Soy hull used in feed is excluded from calculations, as its ‘role as a commodity is negligible’.

Data specific to the Netherlands is used throughout and the research is intended for use primarily by stakeholders in the soy supply chain in the Netherlands. The factors therefore may not be widely applicable to those seeking to calculate the soy footprint of animal proteins produced elsewhere.

These cover most products for which conversion factors have been requested by RTRS, with the exception of lamb, farmed fish, salmon, yoghurt, cream and chocolate. It would be possible for CFs to be calculated for dairy based on the CF for milk, but chocolate would be more complicated as soy lecithin could not be accounted for based on this data.

It is not explained how the factors used for converting milk into dairy products are found.
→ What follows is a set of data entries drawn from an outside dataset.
/// Token Claims
///
/// The signed payload embedded in an access token: a user id, the standard
/// timestamp claims, and a flat map of application-defined extras.

use serde::{Deserialize, Serialize};
use serde_json::{Map, Value};
use std::sync::Arc;

use crate::hooks::Identity;

/// Claims carried by every access token
///
/// `user_id` and the timestamps are reserved; application extras are
/// flattened alongside them in the encoded payload.
#[derive(Debug, Serialize, Deserialize, Clone)]
pub struct Claims {
    /// Deterministic user id extracted from the authenticated identity
    pub user_id: String,
    /// Expiration time (Unix timestamp)
    pub exp: i64,
    /// Issued at (Unix timestamp)
    pub iat: i64,
    /// Application-defined extra claims
    #[serde(flatten)]
    pub extra: Map<String, Value>,
}

impl Claims {
    /// Check if the token has expired
    pub fn is_expired(&self) -> bool {
        let now = chrono::Utc::now().timestamp();
        self.exp < now
    }

    /// Look up an application-defined extra claim
    pub fn get(&self, key: &str) -> Option<&Value> {
        self.extra.get(key)
    }
}

/// Hook extending the claims written into every access token
///
/// Supplied once at initialization; the claims shape is process-wide and
/// immutable after the layer is constructed.
pub trait ExtraClaims: Send + Sync {
    fn extend(&self, identity: &dyn Identity, extra: &mut Map<String, Value>);
}

impl<F> ExtraClaims for F
where
    F: Fn(&dyn Identity, &mut Map<String, Value>) + Send + Sync,
{
    fn extend(&self, identity: &dyn Identity, extra: &mut Map<String, Value>) {
        self(identity, extra)
    }
}

/// Builds the claims for token issuance
///
/// Constructed exactly once inside `Auth::initialize`; there is no API to
/// mutate it afterwards.
#[derive(Clone)]
pub struct ClaimsBuilder {
    token_ttl: i64,
    extra: Option<Arc<dyn ExtraClaims>>,
}

impl ClaimsBuilder {
    pub fn new(token_ttl: i64, extra: Option<Arc<dyn ExtraClaims>>) -> Self {
        Self { token_ttl, extra }
    }

    /// Produce the claims for an authenticated identity
    ///
    /// The extras hook runs first; the reserved fields are written after
    /// it, so a hook cannot shadow `user_id`, `exp` or `iat`.
    pub fn build(&self, identity: &dyn Identity) -> Claims {
        let mut extra = Map::new();
        if let Some(hook) = &self.extra {
            hook.extend(identity, &mut extra);
            extra.remove("user_id");
            extra.remove("exp");
            extra.remove("iat");
        }

        let now = chrono::Utc::now().timestamp();
        Claims {
            user_id: identity.user_id(),
            exp: now + self.token_ttl,
            iat: now,
            extra,
        }
    }
}
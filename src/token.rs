/// Token Issuance
///
/// Mints access tokens from a verified identity and, when the refresh
/// feature is enabled, opaque refresh tokens persisted through the
/// application's store.

use jsonwebtoken::{encode, EncodingKey, Header};
use rand::distributions::Alphanumeric;
use rand::{thread_rng, Rng};
use serde_json::{Map, Value};
use std::sync::Arc;

use crate::claims::ClaimsBuilder;
use crate::configuration::AuthSettings;
use crate::error::{ConfigError, GateError};
use crate::hooks::Identity;
use crate::store::RefreshTokenStore;

/// Generate a new cryptographically secure refresh token
///
/// A 64-character alphanumeric string. The token itself is opaque; its
/// validity is corroborated against the store, never self-contained.
pub fn generate_refresh_token() -> String {
    thread_rng()
        .sample_iter(&Alphanumeric)
        .take(64)
        .map(char::from)
        .collect()
}

/// Issues access and refresh tokens
#[derive(Clone)]
pub struct TokenIssuer {
    settings: AuthSettings,
    claims_builder: ClaimsBuilder,
    store: Option<Arc<dyn RefreshTokenStore>>,
}

impl TokenIssuer {
    pub fn new(
        settings: AuthSettings,
        claims_builder: ClaimsBuilder,
        store: Option<Arc<dyn RefreshTokenStore>>,
    ) -> Self {
        Self {
            settings,
            claims_builder,
            store,
        }
    }

    /// Mint a signed access token for an identity
    ///
    /// Returns the token together with the delivery output
    /// `{access_token_name: token}`. No side effects beyond clock reads.
    ///
    /// # Errors
    /// Returns error if token encoding fails
    pub fn issue_access_token(
        &self,
        identity: &dyn Identity,
    ) -> Result<(String, Map<String, Value>), GateError> {
        let claims = self.claims_builder.build(identity);

        let token = encode(
            &Header::default(),
            &claims,
            &EncodingKey::from_secret(self.settings.secret.as_bytes()),
        )
        .map_err(|e| GateError::Internal(format!("Token generation failed: {}", e)))?;

        let mut output = Map::new();
        output.insert(
            self.settings.access_token_name.clone(),
            Value::String(token.clone()),
        );

        Ok((token, output))
    }

    /// Generate an opaque refresh token and persist it keyed by user id
    ///
    /// Mutates external store state; only available when the refresh
    /// feature was enabled at initialization.
    ///
    /// # Errors
    /// Returns error if the feature is disabled or the store write fails
    pub async fn issue_refresh_token(&self, identity: &dyn Identity) -> Result<String, GateError> {
        let store = self
            .store
            .as_ref()
            .ok_or(GateError::Config(ConfigError::RefreshTokenNotImplemented))?;

        let user_id = identity.user_id();
        let refresh_token = generate_refresh_token();
        store.store_refresh_token(&user_id, &refresh_token).await?;

        tracing::info!(user_id = %user_id, "Refresh token issued");

        Ok(refresh_token)
    }
}
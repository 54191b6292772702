/// Middleware module
///
/// Route guard the host application wraps around its own protected
/// routes.

mod protected;

pub use protected::Protected;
They therefore may not be valid.

Conversion factors are given for carcass weight. However, estimates from Meat Suite are offered for conversion to retail weight as desired.

Although conversion factors are given by a sum of soy products rather than soybean equivalent, a method for calculating soybean equivalents is given in Appendix 2, which includes soy hulls. This is based on both crushing ratio and market value.

The conversion factors are referenced by Both Ends and the UKRT.